Colors borrow from the cardinal direction colors used by Indigenous American nations, (black and blue are interchangeable depending on which nation your speaking to). This was done to bake some land recognition into the flag.
Lastly the torch of Lady Liberty is included both to visually distinct the flag from the original stars and stripes, but also to signify America's status as a nation of immigrants. 99% of all Americans today either are an immigrant themselves or have an ancestor within living memory who was one, and Lady Liberty became a sort of patron saint of such folks by being the first sight a lot of people saw coming to America for the first time, not to mention how she's technically an immigrant herself having been gifted from france.

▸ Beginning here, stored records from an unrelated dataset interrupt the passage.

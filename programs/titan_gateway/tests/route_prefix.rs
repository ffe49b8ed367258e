use anchor_lang::error::{Error, ERROR_CODE_OFFSET};
use anchor_lang::prelude::ProgramError;
use titan_gateway::route_data::{
    parse_route_prefix, require_declared_amounts, RoutePrefix, ROUTE_PREFIX_LEN,
    SWAP_ROUTE_V2_DISCRIMINATOR,
};
use titan_gateway::GatewayError;

// Mirrors the buffers Titan clients submit: fixed head, two-mint route, no
// fees, empty leg list.
fn build_route_data(amount: u64, minimum_amount_out: u64, discriminator: [u8; 8]) -> Vec<u8> {
    let mut data = Vec::with_capacity(ROUTE_PREFIX_LEN);
    data.extend_from_slice(&discriminator);
    data.extend_from_slice(&amount.to_le_bytes());
    data.extend_from_slice(&minimum_amount_out.to_le_bytes());
    data.push(2);
    data.extend_from_slice(&0u16.to_le_bytes());
    data.extend_from_slice(&0u16.to_le_bytes());
    data.extend_from_slice(&0u32.to_le_bytes());
    data
}

fn custom_code(err: Error) -> Option<u32> {
    match err {
        Error::AnchorError(e) => Some(e.error_code_number),
        Error::ProgramError(_) => None,
    }
}

fn assert_invalid_instruction_data(err: Error) {
    match err {
        Error::ProgramError(pe) => {
            assert_eq!(pe.program_error, ProgramError::InvalidInstructionData)
        }
        other => panic!("expected InvalidInstructionData, got {:?}", other),
    }
}

#[test]
fn observed_fixture_parses() {
    let data = build_route_data(1_000_000, 900_000, SWAP_ROUTE_V2_DISCRIMINATOR);
    assert_eq!(data.len(), ROUTE_PREFIX_LEN);
    let prefix = parse_route_prefix(&data).unwrap();
    assert_eq!(
        prefix,
        RoutePrefix {
            amount: 1_000_000,
            minimum_amount_out: 900_000,
            mint_count: 2,
            provider_fee_bps: 0,
            service_fee_bps: 0,
            swap_leg_count: 0,
        }
    );
    assert!(require_declared_amounts(&prefix, 1_000_000, 900_000).is_ok());
}

#[test]
fn zeroed_discriminator_is_invalid_instruction_data() {
    let data = build_route_data(1_000_000, 900_000, [0u8; 8]);
    assert_invalid_instruction_data(parse_route_prefix(&data).unwrap_err());
}

#[test]
fn every_truncation_is_invalid_instruction_data() {
    let data = build_route_data(1_000_000, 900_000, SWAP_ROUTE_V2_DISCRIMINATOR);
    for len in 0..ROUTE_PREFIX_LEN {
        assert_invalid_instruction_data(parse_route_prefix(&data[..len]).unwrap_err());
    }
}

#[test]
fn amount_divergence_reports_mismatch_code() {
    let prefix =
        parse_route_prefix(&build_route_data(1_000_000, 900_000, SWAP_ROUTE_V2_DISCRIMINATOR))
            .unwrap();
    let err = require_declared_amounts(&prefix, 2_000_000, 900_000).unwrap_err();
    assert_eq!(
        custom_code(err),
        Some(ERROR_CODE_OFFSET + GatewayError::DeclaredParameterMismatch as u32)
    );
}

#[test]
fn min_out_divergence_reports_the_same_code_as_amount_divergence() {
    let prefix =
        parse_route_prefix(&build_route_data(1_000_000, 900_000, SWAP_ROUTE_V2_DISCRIMINATOR))
            .unwrap();
    let amount_err = require_declared_amounts(&prefix, 2_000_000, 900_000).unwrap_err();
    let min_out_err = require_declared_amounts(&prefix, 1_000_000, 800_000).unwrap_err();
    // Both checks are logically distinct but collapse into one reported code.
    assert_eq!(custom_code(amount_err), custom_code(min_out_err));
}

#[test]
fn verdict_is_stable_across_repeated_validation() {
    let data = build_route_data(7_777, 7_000, SWAP_ROUTE_V2_DISCRIMINATOR);
    for _ in 0..4 {
        let prefix = parse_route_prefix(&data).unwrap();
        assert!(require_declared_amounts(&prefix, 7_777, 7_000).is_ok());
        assert!(require_declared_amounts(&prefix, 7_778, 7_000).is_err());
    }
}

That's a shocking stat to me. My perspective is probably skewed because I am from a small town in central Appalachia so nearly everyone in the county was from one of the families that settled the area shortly before the American Revolution. I would have assumed the percentage of people whose families immigrated here before the Civil War was much higher.
I don't think it is correct either, but consider this:
If the family is native american/settled before the civil war, but a single person married into the family who immigrated later, then the whole branch of the family tree falls under "immigrant in living memory".